Before the internet, Greylock partners identified emerging companies by scanning classified ads in newspapers from various cities. Job postings signaled a hiring company, prompting partners to fly out and meet the founders in person, a process that could take months.
Greylock's core ethos is to be a service-oriented firm that acts as a "supporting actor" to the founder, who is the star. This translates to a people-first, low-ego culture focused on being the founder's first call, rather than seeking press or marketing.
Greylock measures partner contribution by whether they were "causally impactful" to a successful investment, rather than just who sourced it. This model incentivizes deep collaboration, such as building a prepared mind, helping win a deal, or adding critical value post-investment.

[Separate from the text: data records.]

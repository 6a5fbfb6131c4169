//! Rule-based syntactic tagging.
//!
//! The grammar scorer only needs three signals per token: whether it is a
//! passive auxiliary, whether it is a sentence subject, and its (coarse)
//! part of speech. [`Tagger`] is the seam; [`RuleTagger`] is the bundled
//! deterministic implementation, and [`MockTagger`] feeds fixed tag
//! sequences to tests.

#[cfg(any(test, feature = "mock"))]
mod mock;

#[cfg(any(test, feature = "mock"))]
pub use mock::MockTagger;

/// Coarse part-of-speech classes.
#[derive(Debug, Clone, Copy, PartialEq, Eq)]
pub enum PartOfSpeech {
    Verb,
    Noun,
    Pronoun,
    Determiner,
    Adposition,
    Conjunction,
    Number,
    Other,
}

/// Dependency roles the grammar scorer inspects.
#[derive(Debug, Clone, Copy, PartialEq, Eq)]
pub enum DepLabel {
    /// Auxiliary verb of a passive construction ("was trained").
    PassiveAuxiliary,
    /// Nominal subject of a clause.
    Subject,
    Other,
}

/// A single analyzed token.
#[derive(Debug, Clone)]
pub struct TaggedToken {
    pub text: String,
    pub pos: PartOfSpeech,
    pub dep: DepLabel,
}

impl TaggedToken {
    pub fn new(text: impl Into<String>, pos: PartOfSpeech, dep: DepLabel) -> Self {
        Self {
            text: text.into(),
            pos,
            dep,
        }
    }
}

/// Produces per-token dependency labels and parts of speech.
pub trait Tagger: Send + Sync {
    fn analyze(&self, text: &str) -> Vec<TaggedToken>;
}

const AUXILIARIES: &[&str] = &["am", "is", "are", "was", "were", "be", "been", "being"];

const PRONOUNS: &[&str] = &["i", "you", "he", "she", "it", "we", "they", "who"];

const DETERMINERS: &[&str] = &[
    "a", "an", "the", "this", "that", "these", "those", "each", "every", "some", "any", "no",
];

const ADPOSITIONS: &[&str] = &[
    "in", "on", "at", "of", "for", "with", "from", "by", "to", "into", "over", "under",
    "between", "through", "as",
];

const CONJUNCTIONS: &[&str] = &["and", "or", "but"];

/// Verbs whose surface form carries no telltale suffix.
const COMMON_VERBS: &[&str] = &[
    "have", "has", "had", "do", "does", "did", "can", "could", "will", "would", "should",
    "may", "might", "must", "use", "uses", "make", "makes", "made", "get", "gets", "got",
    "take", "takes", "took", "give", "gives", "gave", "learn", "learns", "train", "trains",
    "predict", "predicts", "classify", "classifies", "split", "splits", "fit", "fits",
    "measure", "measures", "compute", "computes", "run", "runs", "ran", "work", "works",
    "help", "helps", "describe", "describes", "explain", "explains", "show", "shows",
    "mean", "means", "reduce", "reduces", "find", "finds", "found", "build", "builds",
    "built", "keep", "keeps", "kept",
];

/// Past participles without an "-ed"/"-en" ending.
const IRREGULAR_PARTICIPLES: &[&str] = &[
    "done", "made", "built", "kept", "held", "found", "sent", "told", "left", "lost", "put",
    "set", "split", "fit",
];

/// Deterministic English tagger built from closed-class word lists and
/// suffix heuristics. It is intentionally coarse; the grammar score only
/// aggregates its output, it never inspects individual tags.
#[derive(Debug, Clone, Copy, Default)]
pub struct RuleTagger;

impl RuleTagger {
    pub fn new() -> Self {
        Self
    }

    fn classify(core: &str) -> PartOfSpeech {
        if AUXILIARIES.contains(&core) {
            return PartOfSpeech::Verb;
        }
        if PRONOUNS.contains(&core) {
            return PartOfSpeech::Pronoun;
        }
        if DETERMINERS.contains(&core) {
            return PartOfSpeech::Determiner;
        }
        if ADPOSITIONS.contains(&core) {
            return PartOfSpeech::Adposition;
        }
        if CONJUNCTIONS.contains(&core) {
            return PartOfSpeech::Conjunction;
        }
        if COMMON_VERBS.contains(&core) {
            return PartOfSpeech::Verb;
        }
        if core.chars().all(|c| c.is_ascii_digit()) {
            return PartOfSpeech::Number;
        }
        if (core.len() > 4 && core.ends_with("ing"))
            || (core.len() > 3 && core.ends_with("ed"))
            || core.ends_with("ize")
            || core.ends_with("ise")
            || core.ends_with("ify")
        {
            return PartOfSpeech::Verb;
        }
        // Unknown content words default to nouns, the most common open class.
        PartOfSpeech::Noun
    }

    fn is_participle(core: &str) -> bool {
        (core.len() > 3 && core.ends_with("ed"))
            || (core.len() > 4 && core.ends_with("en"))
            || IRREGULAR_PARTICIPLES.contains(&core)
    }
}

impl Tagger for RuleTagger {
    fn analyze(&self, text: &str) -> Vec<TaggedToken> {
        let cores: Vec<String> = text
            .split_whitespace()
            .map(|w| {
                w.trim_matches(|c: char| !c.is_alphanumeric())
                    .to_lowercase()
            })
            .filter(|core| !core.is_empty())
            .collect();

        let mut tokens: Vec<TaggedToken> = cores
            .iter()
            .map(|core| TaggedToken::new(core.clone(), Self::classify(core), DepLabel::Other))
            .collect();

        // Passive auxiliaries: a be-form directly followed by a participle.
        for i in 0..tokens.len() {
            if AUXILIARIES.contains(&tokens[i].text.as_str())
                && tokens
                    .get(i + 1)
                    .is_some_and(|next| Self::is_participle(&next.text))
            {
                tokens[i].dep = DepLabel::PassiveAuxiliary;
            }
        }

        // Subject: the first noun or pronoun preceding the first verb. A
        // clause without any verb has no subject, matching how a dependency
        // parse roots a verbless fragment on the noun itself.
        if let Some(first_verb) = tokens.iter().position(|t| t.pos == PartOfSpeech::Verb) {
            if let Some(subject) = tokens[..first_verb].iter_mut().find(|t| {
                matches!(t.pos, PartOfSpeech::Noun | PartOfSpeech::Pronoun)
                    && t.dep == DepLabel::Other
            }) {
                subject.dep = DepLabel::Subject;
            }
        }

        tokens
    }
}

#[cfg(test)]
mod tests {
    use super::*;

    fn tags(text: &str) -> Vec<TaggedToken> {
        RuleTagger::new().analyze(text)
    }

    #[test]
    fn detects_subject_and_verb() {
        let tokens = tags("the model learns patterns.");
        assert!(tokens.iter().any(|t| t.dep == DepLabel::Subject));
        assert!(tokens.iter().any(|t| t.pos == PartOfSpeech::Verb));
        let subject = tokens.iter().find(|t| t.dep == DepLabel::Subject).unwrap();
        assert_eq!(subject.text, "model");
    }

    #[test]
    fn detects_passive_auxiliary() {
        let tokens = tags("the data was cleaned.");
        let passives: Vec<_> = tokens
            .iter()
            .filter(|t| t.dep == DepLabel::PassiveAuxiliary)
            .collect();
        assert_eq!(passives.len(), 1);
        assert_eq!(passives[0].text, "was");
    }

    #[test]
    fn active_be_is_not_passive() {
        let tokens = tags("the model is accurate.");
        assert!(
            tokens
                .iter()
                .all(|t| t.dep != DepLabel::PassiveAuxiliary)
        );
    }

    #[test]
    fn verbless_fragment_has_no_subject() {
        let tokens = tags("a simple answer");
        assert!(tokens.iter().all(|t| t.dep != DepLabel::Subject));
        assert!(tokens.iter().all(|t| t.pos != PartOfSpeech::Verb));
    }

    #[test]
    fn punctuation_only_tokens_are_dropped() {
        let tokens = tags("hello ... world");
        assert_eq!(tokens.len(), 2);
    }

    #[test]
    fn empty_text_yields_no_tokens() {
        assert!(tags("").is_empty());
        assert!(tags("   ").is_empty());
    }
}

With high partner turnover at large venture firms, a key diligence question for founders is whether the specific partner joining their board is likely to remain at that firm. A partner's departure can be highly disruptive, making their stability more important than firm brand.
To manage performance despite long feedback cycles, Greylock developed an "inputs-based" model. They assess partners on 18 specific actions, like seeing 75% of competitive deals, believing that consistently strong inputs are the best predictor of long-term success.
When initiating companies, Greylock targets opportunities with validated market demand but significant execution challenges. They bet that elite founders can solve hard technical or go-to-market problems, which in turn creates a strong competitive moat in an established market.
True alpha in venture capital is found at the extremes. It's either in being a "market maker" at the earliest stages by shaping a raw idea, or by writing massive, late-stage checks where few can compete. The competitive, crowded middle-stages offer less opportunity for outsized returns.
The "Capital River" is a concept where one or two companies in a category gain unstoppable momentum. Once "in the river," they attract a disproportionate share of capital, top-tier talent, and high-quality customers, creating a powerful, self-reinforcing flywheel that helps them dominate.
While impressive, hypergrowth from zero to $100M+ ARR can be a red flag. The mechanics enabling such speed, like low-friction monthly subscriptions, often correlate with low switching costs, weak product depth, and poor long-term retention, resembling consumer apps more than enterprise SaaS.
The current moment is ripe for building new horizontal software giants due to three converging paradigm shifts: a move to outcome-based pricing, AI completing end-to-end tasks as the new unit of value, and a shift from structured schemas to dynamic, unstructured data models.